L’immobilier tertiaire à l’heure de la reprise

Immobilier. L’Observatoire toulousain de l’immobilier d’entreprise (OTIE), désormais présidé par Jean Bergougnan, dirigeant de l’agence Cushman & Wakefield Toulouse, vient de publier les chiffres d’activité de l’année 2021.

Le 19 novembre dernier, Toulouse Ynov Campus a inauguré ses nouveaux locaux dans le quartier Compans-Caffarelli, soit 4000 m2 de locaux. DR

Après une année 2020 particulièrement compliquée pour les professionnels de l’immobilier d’entreprise, 2021 aura été l’année de la reprise. Cependant à des degrés très divers selon la nature des marchés. C’est ce qu’ont expliqué les professionnels regroupés au sein de l’Observatoire toulousain de l’immobilier d’entreprise (OTIE) qui publiait récemment les chiffres d’activité pour l’année écoulée.

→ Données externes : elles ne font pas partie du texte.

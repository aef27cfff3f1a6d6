// sticky-scroll - Auto-follow scrolling for chat and log transcripts
// Copyright (C) 2025  The sticky-scroll contributors
//
// This program is free software: you can redistribute it and/or modify
// it under the terms of the GNU Affero General Public License as
// published by the Free Software Foundation, either version 3 of the
// License, or (at your option) any later version.
//
// This program is distributed in the hope that it will be useful,
// but WITHOUT ANY WARRANTY; without even the implied warranty of
// MERCHANTABILITY or FITNESS FOR A PARTICULAR PURPOSE.  See the
// GNU Affero General Public License for more details.
//
// You should have received a copy of the GNU Affero General Public License
// along with this program.  If not, see <https://www.gnu.org/licenses/>.

//! Normalization of raw gateway chat messages into one render-ready shape.
//!
//! Gateways disagree on field names (`toolCallId` vs `tool_call_id`, string
//! vs block content), so everything here works on untyped JSON and never fails.

use serde::{Deserialize, Serialize};
use serde_json::{Map, Value};

pub const ROLE_TOOL_RESULT: &str = "toolResult";
pub const ROLE_UNKNOWN: &str = "unknown";

#[derive(Debug, Clone, PartialEq, Serialize, Deserialize)]
pub struct MessageContentItem {
    #[serde(rename = "type")]
    pub kind: String,
    #[serde(default, skip_serializing_if = "Option::is_none")]
    pub text: Option<String>,
    #[serde(default, skip_serializing_if = "Option::is_none")]
    pub name: Option<String>,
    #[serde(default, skip_serializing_if = "Option::is_none")]
    pub args: Option<Value>,
}

impl MessageContentItem {
    pub fn text(text: impl Into<String>) -> Self {
        Self { kind: "text".to_owned(), text: Some(text.into()), name: None, args: None }
    }
}

#[derive(Debug, Clone, PartialEq, Serialize, Deserialize)]
pub struct NormalizedMessage {
    pub role: String,
    pub content: Vec<MessageContentItem>,
    /// Milliseconds since the Unix epoch.
    pub timestamp: f64,
    #[serde(default, skip_serializing_if = "Option::is_none")]
    pub id: Option<String>,
}

impl NormalizedMessage {
    /// Concatenated text of all text-bearing items.
    pub fn plain_text(&self) -> String {
        self.content.iter().filter_map(|item| item.text.as_deref()).collect::<Vec<_>>().join("\n")
    }

    pub fn is_tool_result(&self) -> bool {
        self.role == ROLE_TOOL_RESULT
    }
}

/// Map an arbitrary message object to a [`NormalizedMessage`].
///
/// Tool results are recognised by a tool call id, a tool name, or a
/// `tool_result` content block, even when the gateway labels them
/// `assistant`.
pub fn normalize_message(message: &Value) -> NormalizedMessage {
    let empty = Map::new();
    let fields = message.as_object().unwrap_or(&empty);

    let mut role = str_field(fields, "role").unwrap_or(ROLE_UNKNOWN).to_owned();
    if looks_like_tool_result(fields) {
        role = ROLE_TOOL_RESULT.to_owned();
    }

    let content = match fields.get("content") {
        Some(Value::String(text)) => vec![MessageContentItem::text(text.as_str())],
        Some(Value::Array(items)) => items.iter().map(normalize_content_item).collect(),
        _ => str_field(fields, "text").map(MessageContentItem::text).into_iter().collect(),
    };

    let timestamp = fields.get("timestamp").and_then(Value::as_f64).unwrap_or_else(now_millis);
    let id = str_field(fields, "id").map(str::to_owned);

    NormalizedMessage { role, content, timestamp, id }
}

/// Collapse role spellings for grouping consecutive messages.
pub fn normalize_role_for_grouping(role: &str) -> String {
    if matches!(role, "user" | "User" | "assistant" | "system") {
        return role.to_owned();
    }
    let lower = role.to_lowercase();
    if matches!(lower.as_str(), "toolresult" | "tool_result" | "tool" | "function") {
        return "tool".to_owned();
    }
    role.to_owned()
}

/// Whether the raw message's own role marks it as a tool result.
pub fn is_tool_result_message(message: &Value) -> bool {
    message
        .get("role")
        .and_then(Value::as_str)
        .is_some_and(|role| is_tool_result_kind(&role.to_lowercase()))
}

fn looks_like_tool_result(fields: &Map<String, Value>) -> bool {
    let has_str = |keys: [&str; 2]| keys.iter().any(|key| str_field(fields, key).is_some());
    let has_tool_id = has_str(["toolCallId", "tool_call_id"]);
    let has_tool_name = has_str(["toolName", "tool_name"]);
    let has_tool_content = fields.get("content").and_then(Value::as_array).is_some_and(|items| {
        items.iter().any(|item| {
            item.get("type")
                .and_then(Value::as_str)
                .is_some_and(|kind| is_tool_result_kind(&kind.to_lowercase()))
        })
    });
    has_tool_id || has_tool_content || has_tool_name
}

fn is_tool_result_kind(lower: &str) -> bool {
    matches!(lower, "toolresult" | "tool_result")
}

fn normalize_content_item(item: &Value) -> MessageContentItem {
    let kind = item
        .get("type")
        .and_then(Value::as_str)
        .filter(|kind| !kind.is_empty())
        .unwrap_or("text")
        .to_owned();
    let args = item
        .get("args")
        .filter(|args| is_truthy(args))
        .or_else(|| item.get("arguments"))
        .filter(|args| !args.is_null())
        .cloned();
    MessageContentItem {
        kind,
        text: item.get("text").and_then(Value::as_str).map(str::to_owned),
        name: item.get("name").and_then(Value::as_str).map(str::to_owned),
        args,
    }
}

fn str_field<'a>(fields: &'a Map<String, Value>, key: &str) -> Option<&'a str> {
    fields.get(key).and_then(Value::as_str)
}

/// Truthiness as the gateway's producers use it: empty, zero and null are absent.
fn is_truthy(value: &Value) -> bool {
    match value {
        Value::Null => false,
        Value::Bool(b) => *b,
        Value::Number(n) => n.as_f64().is_some_and(|n| n != 0.0 && !n.is_nan()),
        Value::String(s) => !s.is_empty(),
        Value::Array(_) | Value::Object(_) => true,
    }
}

#[allow(clippy::cast_precision_loss)]
fn now_millis() -> f64 {
    chrono::Utc::now().timestamp_millis() as f64
}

Un bilan très contrasté. Ainsi, le marché des locaux d’activité et de la logistique a connu une très nette progression l’an dernier, signant « la deuxième meilleure performance de la décennie », indique Pierre Pagès, directeur du développement Grand Sud de GSE.

« La verticalisation des bâtiments et des parcs d’activité est cependant une tendance qui, selon nous, va se confirmer dans les années à venir »

En 2021, les transactions ont porté sur 251 100 m2 de locaux d’activité et d’entrepôts, soit près de 50 000 m2 de plus que la moyenne décennale, en croissance de près de 60 % par rapport à 2020. 151 transactions ont été actées l’an dernier contre 106 un an auparavant. Du côté des locaux d’activité, le marché a enregistré une nette progression en un an, avec 122 700 m2 commercialisés, le plus haut niveau depuis quatre ans, en croissance de 44 % par rapport à 2020. Plus de la moitié des surfaces concerne les locaux d’activité de seconde main (66 505 m2). Pour autant, le neuf, avec 5 602 m2 commercialisés en 2021, est à son plus haut niveau depuis quatre ans. Les surfaces de plus de 1 000 m2 représentent 31 transactions et 66% de la demande placée.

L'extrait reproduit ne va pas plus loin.